Tenets of CBRN Defense

4-45.     Protection of the Infantry platoon and squad requires adherence to four rules of CBRN defense: contamination avoidance; reconnaissance; protection; and decontamination.

Contamination Avoidance

4-46.     Avoiding CBRN attacks and hazards is the first rule of CBRN defense. Avoidance allows leaders to shield Soldiers and units, and involves both active and passive measures. Passive measures include training, camouflage, concealment, hardening of positions, and dispersion. Active measures include employing detection equipment, reconnaissance, warnings and reports, markings, and contamination control.

Reconnaissance

4-47.     CBRN reconnaissance is detecting, identifying, reporting, and marking CBRN hazards.
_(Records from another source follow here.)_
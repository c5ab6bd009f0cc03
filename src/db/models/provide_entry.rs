// src/db/models/provide_entry.rs

//! ProvideEntry model - extra capabilities an installed package offers
//!
//! The package's own name is not stored here; lookups by capability name
//! check the packages table as well.

use crate::error::Result;
use crate::package::Provide;
use rusqlite::{Connection, Row, params};

#[derive(Debug, Clone)]
pub struct ProvideEntry {
    pub id: Option<i64>,
    pub package_id: i64,
    pub name: String,
    pub version: Option<String>,
    pub release: Option<String>,
    pub epoch: Option<i64>,
}

impl ProvideEntry {
    pub fn from_provide(package_id: i64, provide: &Provide) -> Self {
        Self {
            id: None,
            package_id,
            name: provide.name.clone(),
            version: provide.version.clone(),
            release: provide.release.clone(),
            epoch: provide.epoch.map(|e| e as i64),
        }
    }

    pub fn insert(&mut self, conn: &Connection) -> Result<i64> {
        conn.execute(
            "INSERT INTO provides (package_id, name, version, release, epoch)
             VALUES (?1, ?2, ?3, ?4, ?5)",
            params![
                &self.package_id,
                &self.name,
                &self.version,
                &self.release,
                &self.epoch,
            ],
        )?;

        let id = conn.last_insert_rowid();
        self.id = Some(id);
        Ok(id)
    }

    pub fn find_by_package(conn: &Connection, package_id: i64) -> Result<Vec<Self>> {
        let mut stmt = conn.prepare(
            "SELECT id, package_id, name, version, release, epoch
             FROM provides WHERE package_id = ?1 ORDER BY id",
        )?;
        let entries = stmt
            .query_map([package_id], Self::from_row)?
            .collect::<std::result::Result<Vec<_>, _>>()?;
        Ok(entries)
    }

    /// Ids of packages that could satisfy a capability called `name`,
    /// either by package name or by an explicit provide
    pub fn find_candidate_packages(conn: &Connection, name: &str) -> Result<Vec<i64>> {
        let mut stmt = conn.prepare(
            "SELECT id FROM packages WHERE name = ?1
             UNION
             SELECT package_id FROM provides WHERE name = ?1
             ORDER BY 1",
        )?;
        let ids = stmt
            .query_map([name], |row| row.get(0))?
            .collect::<std::result::Result<Vec<i64>, _>>()?;
        Ok(ids)
    }

    pub fn into_provide(self) -> Provide {
        Provide {
            name: self.name,
            version: self.version,
            release: self.release,
            epoch: self.epoch.map(|e| e.max(0) as u64),
        }
    }

    fn from_row(row: &Row) -> rusqlite::Result<Self> {
        Ok(Self {
            id: Some(row.get(0)?),
            package_id: row.get(1)?,
            name: row.get(2)?,
            version: row.get(3)?,
            release: row.get(4)?,
            epoch: row.get(5)?,
        })
    }
}
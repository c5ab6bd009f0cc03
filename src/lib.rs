// src/lib.rs

//! sitepkg: package installer for shared software areas
//!
//! Installs relocatable `.tar.gz` packages, with their dependencies, into an
//! install area that is not managed by the system package manager (a shared
//! filesystem, a CVMFS stratum, a user prefix).
//!
//! # Architecture
//!
//! - Database-first: every installed package and file is recorded in SQLite
//! - Chained databases: an area can see packages installed in read-only
//!   shared areas and will not install them again
//! - Resolution is greedy and depth-first: one provider per requirement,
//!   no backtracking
//! - Per-package atomicity: a package that fails to extract or register is
//!   rolled back; packages installed before it stay
//!
//! # Example
//!
//! ```ignore
//! use sitepkg::{InstallAreaConfig, InstallOptions, Installer, PackageSpec};
//!
//! let config = InstallAreaConfig::load(path)?;
//! let installer = Installer::from_config(&config)?;
//! let report = installer.install(&[PackageSpec::parse("gaudi")?], &InstallOptions::default())?;
//! ```

pub mod archive;
pub mod cache;
pub mod config;
pub mod db;
mod error;
pub mod filesystem;
pub mod hash;
pub mod installer;
pub mod lock;
pub mod package;
pub mod repository;
pub mod resolver;
pub mod scriptlet;
pub mod transaction;
pub mod version;

pub use config::InstallAreaConfig;
pub use error::{Error, Result};
pub use installer::{InstallOptions, Installer, RemoveOptions};
pub use lock::AreaLock;
pub use package::{Package, PackageFilter, PackageOrList, PackageSpec, Requirement};
pub use transaction::{InstallReport, RemovalReport, Transaction};
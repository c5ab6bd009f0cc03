// src/transaction/order.rs

use crate::package::Package;
use std::collections::{BTreeSet, HashMap, HashSet};
use tracing::debug;

/// Application order for packages found in `discovery` order
///
/// The starting point is the reversed discovery list. A Kahn topological sort
/// over the `(dependent, dependency)` edges then picks, among the packages
/// whose dependencies are all placed, the one earliest in that reversed list.
/// When the reversed list is already topological it comes out unchanged.
/// Cycles are broken at the earliest remaining package.
pub fn application_order(discovery: &[Package], edges: &[(Package, Package)]) -> Vec<Package> {
    let reversed: Vec<&Package> = discovery.iter().rev().collect();
    let n = reversed.len();
    let position: HashMap<&Package, usize> =
        reversed.iter().enumerate().map(|(i, p)| (*p, i)).collect();

    let mut pending = vec![0usize; n];
    let mut dependents: Vec<Vec<usize>> = vec![Vec::new(); n];
    let mut seen = HashSet::new();

    for (dependent, dependency) in edges {
        let (Some(&from), Some(&to)) = (position.get(dependent), position.get(dependency)) else {
            continue;
        };
        if from == to || !seen.insert((from, to)) {
            continue;
        }
        pending[from] += 1;
        dependents[to].push(from);
    }

    let mut ready: BTreeSet<usize> = (0..n).filter(|&i| pending[i] == 0).collect();
    let mut placed = vec![false; n];
    let mut order = Vec::with_capacity(n);

    while order.len() < n {
        let next = match ready.pop_first() {
            Some(i) => i,
            None => {
                let Some(i) = (0..n).find(|&i| !placed[i]) else {
                    break;
                };
                debug!("Breaking dependency cycle at {}", reversed[i]);
                i
            }
        };
        if placed[next] {
            continue;
        }
        placed[next] = true;
        order.push(reversed[next].clone());

        for &d in &dependents[next] {
            pending[d] = pending[d].saturating_sub(1);
            if pending[d] == 0 && !placed[d] {
                ready.insert(d);
            }
        }
    }

    order
}
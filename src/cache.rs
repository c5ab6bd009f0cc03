// src/cache.rs

//! Lookup of previously fetched artifacts
//!
//! Cache directories are searched recursively, in configured order, for a
//! file named like the package artifact. They are treated as read-only:
//! the installer never deletes anything found there.

use crate::package::Package;
use std::path::{Path, PathBuf};
use tracing::debug;
use walkdir::WalkDir;

#[derive(Debug, Clone, Default)]
pub struct ArtifactCache {
    dirs: Vec<PathBuf>,
}

impl ArtifactCache {
    pub fn new(dirs: Vec<PathBuf>) -> Self {
        Self { dirs }
    }

    pub fn dirs(&self) -> &[PathBuf] {
        &self.dirs
    }

    /// First cached artifact for `pkg`
    pub fn locate(&self, pkg: &Package) -> Option<PathBuf> {
        let wanted = pkg.artifact_name();

        for dir in &self.dirs {
            if !dir.is_dir() {
                continue;
            }
            let found = WalkDir::new(dir)
                .follow_links(true)
                .into_iter()
                .filter_map(|e| e.ok())
                .find(|e| e.file_type().is_file() && e.file_name().to_string_lossy() == wanted);

            if let Some(entry) = found {
                debug!("Found {} in cache {}", wanted, dir.display());
                return Some(entry.into_path());
            }
        }
        None
    }

    /// Whether `path` lives inside one of the cache directories
    pub fn contains(&self, path: &Path) -> bool {
        let Ok(path) = path.canonicalize() else {
            return false;
        };
        self.dirs.iter().any(|dir| {
            dir.canonicalize()
                .map(|d| path.starts_with(d))
                .unwrap_or(false)
        })
    }
}

#[cfg(test)]
mod tests {
    use super::*;
    use std::fs;

    #[test]
    fn test_locate_searches_recursively_in_order() {
        let first = tempfile::tempdir().unwrap();
        let second = tempfile::tempdir().unwrap();
        let nested = second.path().join("x86_64/rpms");
        fs::create_dir_all(&nested).unwrap();
        fs::write(nested.join("gaudi-28.1-1.tar.gz"), b"second").unwrap();

        let cache = ArtifactCache::new(vec![
            first.path().to_path_buf(),
            PathBuf::from("/nonexistent/sitepkg-cache"),
            second.path().to_path_buf(),
        ]);
        let pkg = Package::new("gaudi", "28.1", "1");
        assert_eq!(cache.locate(&pkg), Some(nested.join("gaudi-28.1-1.tar.gz")));

        fs::write(first.path().join("gaudi-28.1-1.tar.gz"), b"first").unwrap();
        assert_eq!(cache.locate(&pkg), Some(first.path().join("gaudi-28.1-1.tar.gz")));
        assert_eq!(cache.locate(&Package::new("root", "6", "1")), None);
    }

    #[test]
    fn test_contains() {
        let dir = tempfile::tempdir().unwrap();
        let other = tempfile::tempdir().unwrap();
        let inside = dir.path().join("a.tar.gz");
        let outside = other.path().join("a.tar.gz");
        fs::write(&inside, b"x").unwrap();
        fs::write(&outside, b"x").unwrap();

        let cache = ArtifactCache::new(vec![dir.path().to_path_buf()]);
        assert!(cache.contains(&inside));
        assert!(!cache.contains(&outside));
        assert!(!cache.contains(&dir.path().join("missing")));
    }
}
The process consists of search, survey, surveillance, and sampling operations. Due to the limited availability of the M93 Fox reconnaissance vehicle, commanders should consider as a minimum the following actions when planning and preparing for this type of reconnaissance:

– Use the intelligence preparation of the battlefield (IPB) process to orient on CBRN threat named areas of interest (NAIs).

– Pre‑position reconnaissance assets to support requirements.

– Establish command and support relationships.

– Assess the time and distance factors for the conduct of CBRN reconnaissance.

– Report all information rapidly and accurately.

– Plan for resupply activities to sustain CBRN reconnaissance operations.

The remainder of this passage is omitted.